The Head of Movement was speaking earnestly but without the clipped, rehearsed quality that usually characterized his speech. Stanley regarded the pair of them jealously through his sliver. The boy was sitting with his leg hiked up under him and his fingers stroking the frayed upholstery, nodding carefully as the Head of Movement spoke, and suddenly it struck Stanley what was so odd about the situation: they are friends , he thought in wonder.
“I value your opinion completely,” the unmasked boy said, leaning in close, and in that instant Stanley remembered the golden boy, greased and glittering like an artificial dish sprayed with lacquer to be photographed for a cuisine magazine. The golden boy had gleamed, and this boy was gleaming now.
Stanley swallowed and felt a bitter injustice in his throat. He recalled a vision of himself, in the Head of Movement’s office, pushing away tears as he shouted in complaint. Even now he felt a flicker of self-congratulation that he had responded to the Theater of Cruelty exercise in that violent way. Why hadn’t the Head of Movement been impressed, then? Why hadn’t the tutor relaxed into a rare and sudden intimacy, inspired by Stanley’s fragile openness to confess a vulnerability of his own? Why this boy, Stanley thought, this smooth-faced unmasked boy who was no better or worse than the rest of them?
“It’s funny,” the Head of Movement was saying now, “in many ways you’ve really… well. Woken me up, I suppose.”
“My growth is projected on to him… it is found in him ,” the unmasked boy quoted, and through his secret sliver Stanley saw both of them smile.
“Shared or double birth,” the Head of Movement said. “Not the instruction of a pupil but utter opening to another person.” He was silent a moment, and then he added, “Well remembered.”

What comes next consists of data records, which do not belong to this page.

//! Graph Query MCP Handlers
//!
//! Read-only tools over the knowledge graph:
//!
//! - `find_connections` - direct neighbours of a named entity
//! - `find_path` - shortest relationship chain between two entities
//! - `analyze_clusters` - hubs, category and relationship-type statistics
//!
//! Each handler deserializes its arguments, calls `GraphQueryService`, and
//! renders the outcome as a text report.

use crate::mcp::types::MCPError;
use crate::services::graph_service::{
    DEFAULT_CONNECTION_LIMIT, DEFAULT_MAX_DEPTH, DEFAULT_MIN_CONNECTIONS, DEFAULT_MIN_STRENGTH,
    MAX_PATH_DEPTH,
};
use crate::services::{
    ClusterQuery, ConnectionQuery, GraphQueryService, GraphServiceError, PathQuery,
};
use serde::Deserialize;
use serde_json::{json, Value};
use std::sync::Arc;
use tracing::{instrument, warn};

/// Parameters for find_connections
#[derive(Debug, Deserialize)]
pub struct FindConnectionsParams {
    /// Name fragment identifying the pivot entity
    pub entity_name: String,

    /// Only relationships at least this strong are returned
    #[serde(default = "default_min_strength")]
    pub min_strength: i64,

    /// Maximum number of connections
    #[serde(default = "default_limit")]
    pub limit: i64,
}

fn default_min_strength() -> i64 {
    DEFAULT_MIN_STRENGTH
}

fn default_limit() -> i64 {
    DEFAULT_CONNECTION_LIMIT
}

/// Parameters for find_path
#[derive(Debug, Deserialize)]
pub struct FindPathParams {
    pub from_entity: String,
    pub to_entity: String,

    /// Maximum number of hops; signed so negative input is reported as a bound error
    #[serde(default = "default_max_depth")]
    pub max_depth: i64,
}

fn default_max_depth() -> i64 {
    DEFAULT_MAX_DEPTH as i64
}

/// Parameters for analyze_clusters
#[derive(Debug, Deserialize)]
pub struct AnalyzeClustersParams {
    #[serde(default = "default_min_connections")]
    pub min_connections: i64,
}

fn default_min_connections() -> i64 {
    DEFAULT_MIN_CONNECTIONS
}

/// Map a service failure onto the JSON-RPC error space
pub fn service_error(error: GraphServiceError) -> MCPError {
    if !error.is_invalid_input() {
        warn!("graph query failed: {}", error);
    }
    match &error {
        GraphServiceError::InvalidInput { field, .. } => {
            MCPError::invalid_params(error.to_string()).with_data(json!({ "field": field }))
        }
        GraphServiceError::Cancelled { depth } => {
            MCPError::search_cancelled(error.to_string()).with_data(json!({ "depth": depth }))
        }
        GraphServiceError::DatabaseError(_) => MCPError::store_error(error.to_string()),
    }
}

fn parse_params<T: for<'de> Deserialize<'de>>(params: Value) -> Result<T, MCPError> {
    serde_json::from_value(params)
        .map_err(|e| MCPError::invalid_params(format!("Invalid parameters: {}", e)))
}

/// Handle find_connections MCP request
#[instrument(skip(service, params))]
pub async fn handle_find_connections(
    service: &Arc<GraphQueryService>,
    params: Value,
) -> Result<String, MCPError> {
    let params: FindConnectionsParams = parse_params(params)?;

    let query = ConnectionQuery::new(params.entity_name)
        .with_min_strength(params.min_strength)
        .with_limit(params.limit);

    let outcome = service
        .find_connections(&query)
        .await
        .map_err(service_error)?;

    Ok(outcome.to_string())
}

/// Handle find_path MCP request
#[instrument(skip(service, params))]
pub async fn handle_find_path(
    service: &Arc<GraphQueryService>,
    params: Value,
) -> Result<String, MCPError> {
    let params: FindPathParams = parse_params(params)?;

    let max_depth = usize::try_from(params.max_depth).map_err(|_| {
        service_error(GraphServiceError::invalid_input(
            "max_depth",
            format!(
                "must be between 1 and {}, got {}",
                MAX_PATH_DEPTH, params.max_depth
            ),
        ))
    })?;

    let query = PathQuery::new(params.from_entity, params.to_entity).with_max_depth(max_depth);

    let outcome = service.find_path(&query).await.map_err(service_error)?;

    Ok(outcome.to_string())
}

/// Handle analyze_clusters MCP request
#[instrument(skip(service, params))]
pub async fn handle_analyze_clusters(
    service: &Arc<GraphQueryService>,
    params: Value,
) -> Result<String, MCPError> {
    // Called with no arguments at all
    let params = if params.is_null() {
        Value::Object(Default::default())
    } else {
        params
    };
    let params: AnalyzeClustersParams = parse_params(params)?;

    let report = service
        .analyze_clusters(&ClusterQuery::new(params.min_connections))
        .await
        .map_err(service_error)?;

    Ok(report.to_string())
}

They sat there and looked at their shoes, enjoying the shallow silence of the room. Behind the cold discolored flank of the sewing machine, Stanley watched and felt bitter. He waited two long hours, with cramp in both knees and a terrible hunger gnawing at his insides, until the boy and the Head of Movement finally ended their conversation and left the room.
July
“Let’s improvise it,” one of the first-year boys suggested. “Let’s start with what we had last week and see where that goes. I really liked what was happening with the two characters together, both of them saying things that the other doesn’t really hear, like neither of them is fully present for the other.”
“We’ll just start rolling,” one of the girls said. “First Mr. Saladin and then the girl, rotating like that. Anyone can get up at any time. Anyone can play either of them, doesn’t matter who. We’ll just try and keep the scene moving and see what happens.”